BW: You talked a little bit about the Sanctuary State issue. Talk a little bit more about your take on that and what’s going on in Los Alamitos and other nearby cities right now.

AC: This Sanctuary State issue right now—people can’t come in here and take resources from people who live here, work here on a daily basis, who, you know, live their lives by the law and do everything correctly and then you have people who just kind of ignore the law and do whatever they want basically. I don’t think all of those people are bad people, I think people come to this country for different reasons. But I want them to do it legally, and it’s not that I don’t want people here. They need to follow the law. I also don’t know that our immigration laws help people do that in a way that is current to the situation that’s going on in the world right now. And I can give you an example of that. Right now we have tons of refugees from Venezuela at the Los Alamitos Race Track….We have a ton of Venezuelan refugees here. These people have very wealthy families. They own horse farms, they were horse racers and breeders, they were wealthy in Venezuela. They’ve fled their country because of the political situation there, and Congress has not bothered to give them any kind of political asylum…but those people deserve that. Sanctuary State laws, I don’t think, are quite the answer for Venezuelan refugees. But they deserve some kind of political asylum, so if you’re looking at specific cases of refugees who are coming here, then I think California could address that, but you can’t just allow criminal illegal aliens to cross the border, which is what’s happening right now in Southern California.

BW: I read that you went to Washington for the inauguration. What was that like?

AC: Oh those are so much fun. That’s my second one. I went to a ball at the Library of Congress, which was sponsored by Dana Rohrabacher. I got to meet a bunch of really super famous people there…We were staying in my friend’s house in Logan Circle, which is right where ground zero was for the riots. So right after the inauguration ceremonies, Ed Royce had a party, and we got on the Metro out there and I got a text message. My friend said, “Don’t come. They’re throwing bottle rockets, they’re throwing Molotov cocktails, and Larry King’s limo’s on fire outside the train station.
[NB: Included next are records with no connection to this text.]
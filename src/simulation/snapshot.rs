//! Point-in-time views of the city for reporting and the terminal map

use serde::Serialize;
use std::collections::BTreeMap;
use std::sync::RwLock;

use super::city::City;
use super::events::Incident;
use super::types::{EdgeId, NodeId, NodeKind, SimTime, VehicleId};
use super::vehicle::{VehicleRole, VehicleStatus};

/// Where a vehicle currently is
#[derive(Debug, Clone, Copy, PartialEq, Serialize)]
pub struct AgentPosition {
    pub node: NodeId,
    pub edge: Option<EdgeId>,
    pub status: VehicleStatus,
    pub role: VehicleRole,
}

/// Latest published position of every vehicle
#[derive(Debug, Default)]
pub struct PositionBoard {
    positions: RwLock<BTreeMap<VehicleId, AgentPosition>>,
}

impl PositionBoard {
    pub fn new() -> Self {
        Self::default()
    }

    pub fn update(&self, vehicle: VehicleId, position: AgentPosition) {
        self.positions
            .write()
            .unwrap_or_else(|poisoned| poisoned.into_inner())
            .insert(vehicle, position);
    }

    pub fn remove(&self, vehicle: &VehicleId) {
        self.positions
            .write()
            .unwrap_or_else(|poisoned| poisoned.into_inner())
            .remove(vehicle);
    }

    pub fn get(&self, vehicle: &VehicleId) -> Option<AgentPosition> {
        self.positions
            .read()
            .unwrap_or_else(|poisoned| poisoned.into_inner())
            .get(vehicle)
            .copied()
    }

    pub fn all(&self) -> BTreeMap<VehicleId, AgentPosition> {
        self.positions
            .read()
            .unwrap_or_else(|poisoned| poisoned.into_inner())
            .clone()
    }
}

#[derive(Debug, Clone, Serialize)]
pub struct NodeSnapshot {
    pub id: NodeId,
    pub kind: NodeKind,
    pub traffic_light: bool,
}

#[derive(Debug, Clone, Serialize)]
pub struct EdgeSnapshot {
    pub id: EdgeId,
    pub a: NodeId,
    pub b: NodeId,
    pub capacity: u32,
    pub count: usize,
    pub density: f64,
    pub cost: f64,
}

#[derive(Debug, Clone, Serialize)]
pub struct VehicleSnapshot {
    pub id: VehicleId,
    #[serde(flatten)]
    pub position: AgentPosition,
}

/// Everything observable about the city at one instant
#[derive(Debug, Clone, Serialize)]
pub struct CitySnapshot {
    pub time: SimTime,
    pub nodes: Vec<NodeSnapshot>,
    pub edges: Vec<EdgeSnapshot>,
    pub incidents: Vec<Incident>,
    pub vehicles: Vec<VehicleSnapshot>,
    pub average_density: f64,
}

impl CitySnapshot {
    pub fn capture(city: &City, board: &PositionBoard) -> Self {
        let nodes = city
            .graph
            .nodes()
            .map(|node| NodeSnapshot {
                id: node.id,
                kind: node.kind,
                traffic_light: city.graph.has_traffic_light(node.id),
            })
            .collect();
        let edges = city
            .graph
            .edges()
            .map(|road| EdgeSnapshot {
                id: road.id,
                a: road.a,
                b: road.b,
                capacity: road.capacity,
                count: city.occupancy.count(road.id),
                density: city.occupancy.density(road.id),
                cost: city.current_cost(road.id),
            })
            .collect();
        let vehicles = board
            .all()
            .into_iter()
            .map(|(id, position)| VehicleSnapshot { id, position })
            .collect();

        Self {
            time: city.events.now(),
            nodes,
            edges,
            incidents: city.events.all_active(),
            vehicles,
            average_density: city.average_density(),
        }
    }

    pub fn to_json(&self) -> serde_json::Result<String> {
        serde_json::to_string_pretty(self)
    }
}

/// Terminal map of the grid.
///
/// Nodes sit on even columns and rows with their roads between them.
/// Roads show `=` when congested and `#` when blocked by an incident.
pub fn render_map(city: &City, board: &PositionBoard, congestion_threshold: f64) -> String {
    let (max_x, max_y) = city
        .graph
        .nodes()
        .fold((0, 0), |(mx, my), n| (mx.max(n.id.x), my.max(n.id.y)));
    let width = max_x as usize * 2 + 1;
    let height = max_y as usize * 2 + 1;
    let mut grid = vec![vec![' '; width]; height];

    for road in city.graph.edges() {
        let col = (road.a.x + road.b.x) as usize;
        let row = (road.a.y + road.b.y) as usize;
        grid[row][col] = if city.events.is_blocked(road.id) {
            '#'
        } else if city.occupancy.density(road.id) >= congestion_threshold {
            '='
        } else if road.a.y == road.b.y {
            '-'
        } else {
            '|'
        };
    }

    for node in city.graph.nodes() {
        let (col, row) = (node.id.x as usize * 2, node.id.y as usize * 2);
        grid[row][col] = match node.kind {
            NodeKind::Hospital => 'H',
            NodeKind::Building => 'B',
            NodeKind::Intersection if city.graph.has_traffic_light(node.id) => 'L',
            NodeKind::Intersection => '+',
        };
    }

    for position in board.all().values() {
        let (col, row) = match position.edge {
            Some(edge) => {
                let road = city.graph.road(edge);
                ((road.a.x + road.b.x) as usize, (road.a.y + road.b.y) as usize)
            }
            None => (position.node.x as usize * 2, position.node.y as usize * 2),
        };
        if row < height && col < width {
            grid[row][col] = match position.role {
                VehicleRole::Emergency => 'E',
                VehicleRole::Normal => 'C',
            };
        }
    }

    let mut out = String::new();
    out.push_str("Legend: L=Light, H=Hospital, +=Intersection, C=Car, E=Emergency, ");
    out.push_str("#=Blocked, ==Congested\n");
    for row in &grid {
        out.extend(row.iter());
        out.push('\n');
    }
    out
}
Don’t come.”

BW: Your website talks about crime trends and the gas tax. Talk about those and other issues that your campaign is built on and what you would do about them.
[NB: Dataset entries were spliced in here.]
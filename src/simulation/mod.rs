//! Smart traffic simulation core
//!
//! A grid city whose edge costs react to incidents and congestion, vehicles
//! that route and reroute over it, and traffic lights that arbitrate
//! passage through their intersections. Agents only talk through the
//! transport; shared state lives in the [`City`].

mod agent;
mod city;
mod city_graph;
mod clock;
mod config;
mod error;
mod events;
mod metrics;
mod occupancy;
mod protocol;
mod reporter;
mod router;
mod snapshot;
mod traffic_light;
mod transport;
mod types;
mod vehicle;
mod world;

pub use agent::{run_agent, Agent, AgentContext, AgentRuntime, SimAgent};
pub use city::City;
pub use city_graph::{congestion_factor, CityGraph, CityGraphBuilder, Node, Road};
pub use clock::SimulationClock;
pub use config::SimConfig;
pub use error::SimError;
pub use events::{EventManager, Incident, IncidentState, SeverityPolicy};
pub use metrics::{drain_records, MetricKind, MetricRecord, MetricsSink, MetricsSummary};
pub use occupancy::{OccupancyRecord, OccupancyTracker};
pub use protocol::{Envelope, Message};
pub use reporter::IncidentReporterAgent;
pub use router::{Route, Router};
pub use snapshot::{
    render_map, AgentPosition, CitySnapshot, EdgeSnapshot, NodeSnapshot, PositionBoard,
    VehicleSnapshot,
};
pub use traffic_light::{
    Decision, Grant, LightState, PendingRequest, TrafficLight, TrafficLightAgent,
};
pub use transport::{ChannelTransport, Mailbox, Transport};
pub use types::{
    AgentId, EdgeId, IncidentId, NodeId, NodeKind, SimTime, VehicleId, BLOCKED_THRESHOLD,
    MIN_TRIP_DISTANCE, ROADBLOCK_SEVERITY, SATURATION_MARGIN,
};
pub use vehicle::{EmergencyVehicleAgent, VehicleAgent, VehicleRole, VehicleSettings, VehicleStatus};
pub use world::{SimWorld, SimulationReport, VehicleReport};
AC: I think Sharon Quirk-Silva has been playing fast and loose with the citizens’ lives in the 65th A.D. She has supported rape becoming a nonviolent crime. I can’t stress that enough. She has supported lifting the laws for shoplifting. But the trespassing laws are now more stringent. And things like possession of the date rape drug, ketamine, are misdemeanors now. I’m not sure how that happened in the state, but it did. And it’s causing a huge wave of crime. Sharon Quirk-Silva has stayed silent on these issues or she has supported them with her votes in State Assembly, and she should not be our representative. We need somebody strong who’s going to stand for the people and stand for our rights and against criminals being let go.